Die Handy-Abhöraffäre um Deutschlands Kanzlerin eskaliert, Angela Merkel kocht vor Wut. Obwohl die Amerikaner (noch) dementieren, ist man in Berlin inzwischen überzeugt: Der US-Geheimdienst NSA hat das alte Mobiltelefon der Kanzlerin angezapft.
Inzwischen wurde sogar die Bundesanwaltschaft eingeschaltet. Ebenso ist der US-Botschafter in Deutschland, John B. Emerson, ins deutsche Außenamt zitiert worden. Merkel rief sogar US-Präsident Barack Obama persönlich an und verlangte restlose Aufklärung.
Ausgelöst hat die pikante Affäre der simple Eintrag einer alten Merkel-Handy-Nummer in jenen NSA-Dokumenten, die Ex-Geheimdienstmitarbeiter Edward Snowden entwendet hat.
NSA knackte das Nokia-Handy der Kanzlerin
Handy-Freak
Demnach konnten die Amerikaner lediglich das alte Nokia 6260 slide der Kanzlerin knacken, nicht aber das aktuelle Smartphone. Laut Welt benutzt sie seit Juli 2013 eine abgewandelte Version des Blackberry Z10. Das Nokia-Handy verwendete sie zwischen Oktober 2009 und Juli 2013: „Es gilt als wahrscheinlich“, schreibt die Welt, „dass die NSA die verschlüsselte Kommunikation der Kanzlerin seit 2009 abgehört hat.“ Merkel gilt als SMS- und Handy-Freak. Die meisten ihrer Gespräche führt sie via Mobiltelefon. Auch mit Österreichs Kanzler Werner Faymann tauschte sie sich regelmäßig via Handy vor allen wichtigen EU-Gipfeltreffen aus. Faymann gilt als wichtigster Kontaktmann Merkels zu Ost-Staatschefs.
Vorsicht
Für Österreichs Ex-Geheimdienstchef Gert-René Polli scheint somit klar, dass auch Kanzler Faymann von den Amerikanern mitgeschnitten wurde: „Selbstverständlich ist er ein Ziel der NSA“, sagt er zu ÖSTERREICH (siehe Interview).
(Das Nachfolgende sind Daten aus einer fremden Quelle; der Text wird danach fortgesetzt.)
impl<P: Providers, S: DuplexStream, C: CoapCodec> RequestCoordinator<P, S, C> {
    /// Create a coordinator and start reading from `stream`.
    pub fn new(providers: P, stream: S, codec: C, config: SessionConfig) -> Self {
        Self::with_shared_stream(providers, Rc::new(stream), codec, config)
    }

    /// Create a coordinator over a stream the caller keeps a handle to.
    pub fn with_shared_stream(providers: P, stream: Rc<S>, codec: C, config: SessionConfig) -> Self {
        let mode =
            ModeController::from_config(stream.clone(), providers.time().clone(), &config);
        let inbound = Rc::new(InboundState::default());
        let (chunk_tx, chunk_rx) = mpsc::unbounded_channel();
        let (shutdown_tx, shutdown_rx) = mpsc::unbounded_channel();

        let reader_handle = providers.task().spawn_task(
            "inbound_reader",
            reader_task(
                stream.clone(),
                providers.time().clone(),
                inbound.clone(),
                chunk_tx,
                config.idle_poll_interval,
                shutdown_rx,
            ),
        );

        Self {
            providers,
            stream,
            codec,
            config,
            mode,
            inbound,
            slot: Mutex::new(ExchangeSlot {
                chunk_rx,
                last_generation: 0,
                late_watch: None,
            }),
            phase: Cell::new(ExchangePhase::Idle),
            metrics: RefCell::new(SessionMetrics::default()),
            shutdown_tx,
            reader_handle: RefCell::new(Some(reader_handle)),
        }
    }

    /// Switch the stream to raw CoAP mode if it is not already.
    ///
    /// # Errors
    ///
    /// Returns [`ExchangeError::Transport`] if the mode-switch command could
    /// not be written.
    pub async fn ensure_coap_mode(&self) -> ExchangeResult<()> {
        self.mode.ensure_coap_mode().await
    }

    /// Send a request and wait for its response.
    ///
    /// Concurrent calls are queued and run one after another.
    ///
    /// # Errors
    ///
    /// - [`ExchangeError::Transport`]: mode switch, write or read failed
    /// - [`ExchangeError::Timeout`]: nothing arrived before the deadline
    /// - [`ExchangeError::NoResponse`]: the stream returned an empty read
    /// - [`ExchangeError::Decode`]: the codec rejected the response
    pub async fn send(
        &self,
        method: Method,
        path: &str,
        payload: Option<&[u8]>,
    ) -> ExchangeResult<C::Response> {
        let mut slot = self.slot.lock().await;
        self.run_exchange(&mut slot, CoapRequest::new(method, path, payload))
            .await
    }

    /// Like [`send`](Self::send), but fails with [`ExchangeError::Busy`]
    /// instead of queueing behind an exchange in flight.
    pub async fn try_send(
        &self,
        method: Method,
        path: &str,
        payload: Option<&[u8]>,
    ) -> ExchangeResult<C::Response> {
        let mut slot = self.slot.try_lock().map_err(|_| ExchangeError::Busy)?;
        self.run_exchange(&mut slot, CoapRequest::new(method, path, payload))
            .await
    }

    /// Current transport mode of the stream.
    pub fn mode(&self) -> TransportMode {
        self.mode.mode()
    }

    /// Phase of the most recent exchange.
    pub fn phase(&self) -> ExchangePhase {
        self.phase.get()
    }

    /// Snapshot of session counters.
    pub fn metrics(&self) -> SessionMetrics {
        let mut metrics = self.metrics.borrow().clone();
        metrics.mode_switch_attempts = self.mode.switch_attempts();
        metrics.mode_switch_failures = self.mode.switch_failures();
        metrics.stale_chunks_discarded += self.inbound.stale_discarded();
        metrics
    }

    /// Configuration in use.
    pub fn config(&self) -> &SessionConfig {
        &self.config
    }

    /// Whether the inbound reader has stopped (stream closed or `close()`).
    pub fn is_closed(&self) -> bool {
        self.inbound.is_closed()
    }

    /// Stop the inbound reader and wait for it to exit.
    ///
    /// Later exchanges fail with [`ExchangeError::Transport`].
    pub async fn close(&self) {
        let _ = self.shutdown_tx.send(());
        let handle = self.reader_handle.borrow_mut().take();
        if let Some(handle) = handle {
            if let Err(e) = handle.await {
                tracing::warn!("RequestCoordinator: inbound reader failed: {}", e);
            }
        }
    }

    async fn run_exchange(
        &self,
        slot: &mut ExchangeSlot,
        request: CoapRequest<'_>,
    ) -> ExchangeResult<C::Response> {
        let result = self.exchange(slot, &request).await;
        match &result {
            Ok(_) => self.phase.set(ExchangePhase::Resolved),
            Err(e) => {
                tracing::debug!(
                    "RequestCoordinator: {} {} failed: {}",
                    request.method,
                    request.path,
                    e
                );
                self.metrics.borrow_mut().record_failure(e);
                if let Some(phase) = ExchangePhase::from_error(e) {
                    self.phase.set(phase);
                }
            }
        }
        // A timed-out request may still be answered; anything else either
        // got its answer or never reached the device.
        if !matches!(&result, Err(ExchangeError::Timeout { .. })) {
            slot.late_watch = None;
        }
        result
    }

    async fn exchange(
        &self,
        slot: &mut ExchangeSlot,
        request: &CoapRequest<'_>,
    ) -> ExchangeResult<C::Response> {
        if self.inbound.is_closed() {
            return Err(ExchangeError::closed());
        }

        self.phase.set(ExchangePhase::ModePending);
        self.mode.ensure_coap_mode().await?;
        self.wait_out_late_response(slot).await?;

        let drained = slot.drain_stale();
        if drained > 0 {
            tracing::debug!(
                "RequestCoordinator: dropped {} chunks left over from earlier exchanges",
                drained
            );
            self.metrics.borrow_mut().stale_chunks_discarded += drained;
        }

        let generation = slot.next_generation();
        let _active = ActiveExchange::open(&self.inbound, generation);

        let bytes = self.codec.encode(request);
        tracing::debug!(
            "RequestCoordinator: exchange {} {} {} ({} bytes, payload {} bytes)",
            generation,
            request.method,
            request.path,
            bytes.len(),
            request.payload_len()
        );
        self.stream
            .write(&bytes)
            .await
            .map_err(|e| ExchangeError::transport("write", e))?;

        let time = self.providers.time();
        let exchange =
            PendingExchange::dispatched(generation, request, time.now(), self.config.request_timeout);
        // Stays armed if this future is dropped before the reply arrives.
        slot.late_watch = Some(LateWatch {
            clears_at: exchange.deadline + self.config.late_response_grace,
            stale_seen: self.inbound.stale_discarded(),
        });
        self.metrics.borrow_mut().record_request_sent(bytes.len());
        self.phase.set(ExchangePhase::Sent);

        let response = self.await_response(slot, &exchange).await?;
        let round_trip = exchange.elapsed(time.now());
        let decoded = self.codec.decode(&response)?;

        tracing::debug!(
            "RequestCoordinator: exchange {} {} {} resolved ({} bytes in {:?})",
            exchange.generation,
            exchange.method,
            exchange.path,
            response.len(),
            round_trip
        );
        self.metrics
            .borrow_mut()
            .record_response(response.len(), round_trip);
        Ok(decoded)
    }

    /// Hold the next write back while an earlier request may still be
    /// answered: until its late reply has been dropped, or it is considered
    /// lost. Bytes that arrive once the new request is on the wire cannot be
    /// told apart from its own response.
    ///
    /// # Errors
    ///
    /// [`ExchangeError::Timeout`] if this request's own timeout runs out
    /// first. The request is not written and the quarantine stays in place.
    async fn wait_out_late_response(&self, slot: &mut ExchangeSlot) -> ExchangeResult<()> {
        let Some(watch) = slot.late_watch else {
            return Ok(());
        };
        let time = self.providers.time();
        let give_up_at = time.now() + self.config.request_timeout;

        loop {
            let drained = slot.drain_stale();
            if drained > 0 {
                self.metrics.borrow_mut().stale_chunks_discarded += drained;
            }
            if drained > 0 || self.inbound.stale_discarded() > watch.stale_seen {
                tracing::debug!("RequestCoordinator: late response dropped, line is clear");
                slot.late_watch = None;
                return Ok(());
            }

            let now = time.now();
            if now >= watch.clears_at {
                tracing::debug!("RequestCoordinator: late response considered lost");
                slot.late_watch = None;
                return Ok(());
            }
            if now >= give_up_at {
                tracing::debug!("RequestCoordinator: still waiting for a late response, not writing");
                return Err(ExchangeError::Timeout {
                    after: self.config.request_timeout,
                });
            }

            let wait = watch.clears_at.min(give_up_at) - now;
            let _ = time.timeout(wait, self.inbound.stale_arrived()).await;
        }
    }

    /// Wait for the response bytes of `exchange`.
    async fn await_response(
        &self,
        slot: &mut ExchangeSlot,
        exchange: &PendingExchange,
    ) -> ExchangeResult<Vec<u8>> {
        let time = self.providers.time();

        let mut response = loop {
            let remaining = exchange.remaining(time.now());
            let chunk = match time.timeout(remaining, slot.chunk_rx.recv()).await {
                Err(TimeError::Elapsed) => {
                    return Err(ExchangeError::Timeout {
                        after: self.config.request_timeout,
                    });
                }
                Ok(None) => return Err(ExchangeError::closed()),
                Ok(Some(chunk)) => chunk,
            };

            if chunk.generation != exchange.generation {
                self.discard(&chunk);
                continue;
            }

            match chunk.result {
                Ok(bytes) if bytes.is_empty() => return Err(ExchangeError::NoResponse),
                Ok(bytes) => break bytes,
                Err(source) => {
                    return Err(ExchangeError::Transport {
                        context: "read",
                        source,
                    });
                }
            }
        };

        if self.config.response_coalesce.is_zero() {
            return Ok(response);
        }

        // Gather the rest of a response split over several reads.
        loop {
            let remaining = exchange.remaining(time.now());
            if remaining.is_zero() {
                break;
            }
            let window = remaining.min(self.config.response_coalesce);
            match time.timeout(window, slot.chunk_rx.recv()).await {
                Ok(Some(chunk)) if chunk.generation != exchange.generation => {
                    self.discard(&chunk);
                }
                Ok(Some(chunk)) => match chunk.result {
                    Ok(bytes) if bytes.is_empty() => break,
                    Ok(bytes) => response.extend_from_slice(&bytes),
                    Err(source) => {
                        return Err(ExchangeError::Transport {
                            context: "read",
                            source,
                        });
                    }
                },
                Ok(None) => return Err(ExchangeError::closed()),
                // Quiet window elapsed.
                Err(_) => break,
            }
        }

        Ok(response)
    }

    fn discard(&self, chunk: &InboundChunk) {
        tracing::debug!(
            "RequestCoordinator: discarding chunk from generation {}",
            chunk.generation
        );
        self.metrics.borrow_mut().stale_chunks_discarded += 1;
    }
}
Kanzler Faymann ist derzeit beim EU-Gipfel in Brüssel. Zwangsläufig ist die Handyaffäre eines der Hauptthemen. Schließlich wurde neben Merkel auch Frankreichs Präsident François Hollande belauscht.
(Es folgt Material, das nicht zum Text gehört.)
//! Duplex byte stream abstraction.
//!
//! The serial link to the device is a single duplex byte stream shared by
//! the MUP1 control channel and raw CoAP traffic. [`DuplexStream`] is the
//! seam between the transport logic and however the stream was acquired
//! (USB serial port, TCP bridge, in-memory test double).

use async_trait::async_trait;
use std::io;
use tokio::io::{AsyncRead, AsyncReadExt, AsyncWrite, AsyncWriteExt, ReadHalf, WriteHalf};
use tokio::sync::Mutex;

/// Default size of the buffer used for a single [`TokioDuplexStream::read`].
pub const DEFAULT_READ_BUFFER_SIZE: usize = 1024;

/// A duplex byte stream with independent read and write sides.
///
/// Both methods take `&self` so that a background reader can wait on
/// `read()` while writes are issued from elsewhere.
///
/// Single-core design - no Send bounds needed.
#[async_trait(?Send)]
pub trait DuplexStream: 'static {
    /// Write all of `bytes` to the stream.
    async fn write(&self, bytes: &[u8]) -> io::Result<()>;

    /// Read the next chunk of available bytes.
    ///
    /// An empty vector means "nothing available yet" and is distinct from
    /// an error. Streams that cannot tell the two apart should report
    /// closure as an error.
    async fn read(&self) -> io::Result<Vec<u8>>;
}

/// [`DuplexStream`] over any Tokio `AsyncRead + AsyncWrite`.
///
/// A zero-byte read from the inner stream means end of stream for Tokio
/// I/O types, so it is reported as [`io::ErrorKind::UnexpectedEof`] rather
/// than as an empty chunk.
pub struct TokioDuplexStream<T> {
    reader: Mutex<ReadHalf<T>>,
    writer: Mutex<WriteHalf<T>>,
    read_buffer_size: usize,
}

impl<T: AsyncRead + AsyncWrite> TokioDuplexStream<T> {
    /// Wrap a Tokio stream.
    pub fn new(inner: T) -> Self {
        Self::with_read_buffer(inner, DEFAULT_READ_BUFFER_SIZE)
    }

    /// Wrap a Tokio stream, reading at most `read_buffer_size` bytes per chunk.
    pub fn with_read_buffer(inner: T, read_buffer_size: usize) -> Self {
        let (reader, writer) = tokio::io::split(inner);
        Self {
            reader: Mutex::new(reader),
            writer: Mutex::new(writer),
            read_buffer_size: read_buffer_size.max(1),
        }
    }
}

#[async_trait(?Send)]
impl<T: AsyncRead + AsyncWrite + 'static> DuplexStream for TokioDuplexStream<T> {
    async fn write(&self, bytes: &[u8]) -> io::Result<()> {
        let mut writer = self.writer.lock().await;
        writer.write_all(bytes).await?;
        writer.flush().await
    }

    async fn read(&self) -> io::Result<Vec<u8>> {
        let mut reader = self.reader.lock().await;
        let mut buf = vec![0u8; self.read_buffer_size];
        let n = reader.read(&mut buf).await?;
        if n == 0 {
            return Err(io::Error::new(
                io::ErrorKind::UnexpectedEof,
                "stream closed by peer",
            ));
        }
        buf.truncate(n);
        Ok(buf)
    }
}

/// Whether a stream error means the stream will never produce data again.
pub fn is_fatal_stream_error(error: &io::Error) -> bool {
    matches!(
        error.kind(),
        io::ErrorKind::UnexpectedEof
            | io::ErrorKind::BrokenPipe
            | io::ErrorKind::ConnectionReset
            | io::ErrorKind::ConnectionAborted
            | io::ErrorKind::NotConnected
    )
}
Manfred Matzka, Präsidialchef im Bundeskanzleramt und zuständig für die IT-Sicherheit Faymanns, versucht dennoch zu beruhigten: „In Österreich gibt es derzeit keine konkreten Hinweise, dass im Kanzleramt abgehört wurde – natürlich haben wir nur ein Ende in der Hand.“
Österreichs Ex-Geheimdienstchef Polli:
"Auch FaymannKanzler ist ein Ziel der NSA"
ÖSTERREICH: Ist auch Kanzler Faymann Ziel der NSA?
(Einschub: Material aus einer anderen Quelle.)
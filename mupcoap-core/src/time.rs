//! Time provider abstraction.
//!
//! The mode-switch settle delay and the response timeout both go through
//! this trait so tests can drive them with a paused Tokio clock.

use async_trait::async_trait;
use std::time::Duration;
use thiserror::Error;

/// Errors that can occur during time operations.
#[derive(Debug, Clone, PartialEq, Eq, Error)]
pub enum TimeError {
    /// The operation timed out.
    #[error("operation timed out")]
    Elapsed,
}

/// Provider trait for time operations.
///
/// `now()` is measured from the creation of the provider and is only
/// meaningful for comparisons against other values from the same provider.
#[async_trait(?Send)]
pub trait TimeProvider: Clone {
    /// Sleep for the specified duration.
    async fn sleep(&self, duration: Duration);

    /// Elapsed time since the provider was created.
    fn now(&self) -> Duration;

    /// Run a future with a timeout.
    ///
    /// Returns `Ok(result)` if the future completes within the timeout,
    /// or `Err(TimeError::Elapsed)` if it times out. The future is dropped
    /// on expiry.
    async fn timeout<F, T>(&self, duration: Duration, future: F) -> Result<T, TimeError>
    where
        F: std::future::Future<Output = T>;
}

/// Real time provider using Tokio's time facilities.
///
/// Uses [`tokio::time::Instant`] so that a paused runtime clock
/// (`start_paused`) is honoured by `now()` as well as by `sleep()`.
#[derive(Debug, Clone)]
pub struct TokioTimeProvider {
    start_time: tokio::time::Instant,
}

impl TokioTimeProvider {
    /// Create a new Tokio time provider.
    pub fn new() -> Self {
        Self {
            start_time: tokio::time::Instant::now(),
        }
    }
}

impl Default for TokioTimeProvider {
    fn default() -> Self {
        Self::new()
    }
}

#[async_trait(?Send)]
impl TimeProvider for TokioTimeProvider {
    async fn sleep(&self, duration: Duration) {
        tokio::time::sleep(duration).await;
    }

    fn now(&self) -> Duration {
        self.start_time.elapsed()
    }

    async fn timeout<F, T>(&self, duration: Duration, future: F) -> Result<T, TimeError>
    where
        F: std::future::Future<Output = T>,
    {
        match tokio::time::timeout(duration, future).await {
            Ok(result) => Ok(result),
            Err(_) => Err(TimeError::Elapsed),
        }
    }
}
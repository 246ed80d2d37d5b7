//! Provider bundle trait for simplified type parameters.
//!
//! Components that need both a clock and a task spawner take a single
//! `P: Providers` parameter instead of one parameter per provider:
//!
//! ```text
//! struct RequestCoordinator<P: Providers, S, C>
//! ```
//!
//! ## Usage
//!
//! ```rust
//! use mupcoap_core::{Providers, TimeProvider, TokioProviders};
//!
//! # #[tokio::main(flavor = "current_thread")]
//! # async fn main() {
//! let providers = TokioProviders::new();
//! let _elapsed = providers.time().now();
//! # }
//! ```

use crate::{TaskProvider, TimeProvider, TokioTaskProvider, TokioTimeProvider};

/// Bundle of the provider types for a runtime environment.
///
/// Associated types keep the concrete providers visible at compile time,
/// so there is no dynamic dispatch on the hot path.
pub trait Providers: Clone + 'static {
    /// Time provider type for sleep, timeout, and time queries.
    type Time: TimeProvider + Clone + 'static;

    /// Task provider type for spawning local tasks.
    type Task: TaskProvider + Clone + 'static;

    /// Get the time provider instance.
    fn time(&self) -> &Self::Time;

    /// Get the task provider instance.
    fn task(&self) -> &Self::Task;
}

/// Production providers using the Tokio runtime.
#[derive(Clone, Debug, Default)]
pub struct TokioProviders {
    time: TokioTimeProvider,
    task: TokioTaskProvider,
}

impl TokioProviders {
    /// Create a new production providers bundle.
    pub fn new() -> Self {
        Self {
            time: TokioTimeProvider::new(),
            task: TokioTaskProvider,
        }
    }
}

impl Providers for TokioProviders {
    type Time = TokioTimeProvider;
    type Task = TokioTaskProvider;

    fn time(&self) -> &Self::Time {
        &self.time
    }

    fn task(&self) -> &Self::Task {
        &self.task
    }
}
Gert-René Polli: Selbstverständlich ist er das. Ich würde das aber nicht nur auf die Amerikaner beschränken – wir haben russische und andere Dienste, die bei uns operieren. Die NSA hat aber die mit Abstand effektivsten Ressourcen.
ÖSTERREICH: Wäre Österreich technisch in der Lage, sich vor Lauschattacken der Amerikaner zu schützen?
Polli: Jedes Ministerium hat eigene Sicherheitseinheiten, dazu kommt eine eigene Abteilung im Bundeskanzleramt und im Innenministerium sowie das Abwehramt des Bundesheeres. Sie können aber nur dann gezielte Abwehrmaßnahmen setzen, wenn der Gegner technisch nicht exorbitant überlegen ist. Das aber ist die NSA zweifelsohne.
ÖSTERREICH: Kanzler Faymann tauscht sich regelmäßig mit Angela Merkel aus - via Handy ...
Gert-René Polli: Sollte Merkel tatsächlich abgehört worden sei, sind natürlich auch die Gespräche mit dem Kanzler mitgeschnitten worden, schließlich hat jede Verbindung zwei Enden. Die Frage ist lediglich, ob die österreichische Außenpolitik eine dementsprechende internationale Relevanz hat.
ÖSTERREICH: Können Handys abhörsicher gemacht werden?
Gert-René Polli: Jedes Handy ist abhörbar, das ist nur eine Frage des Aufwands.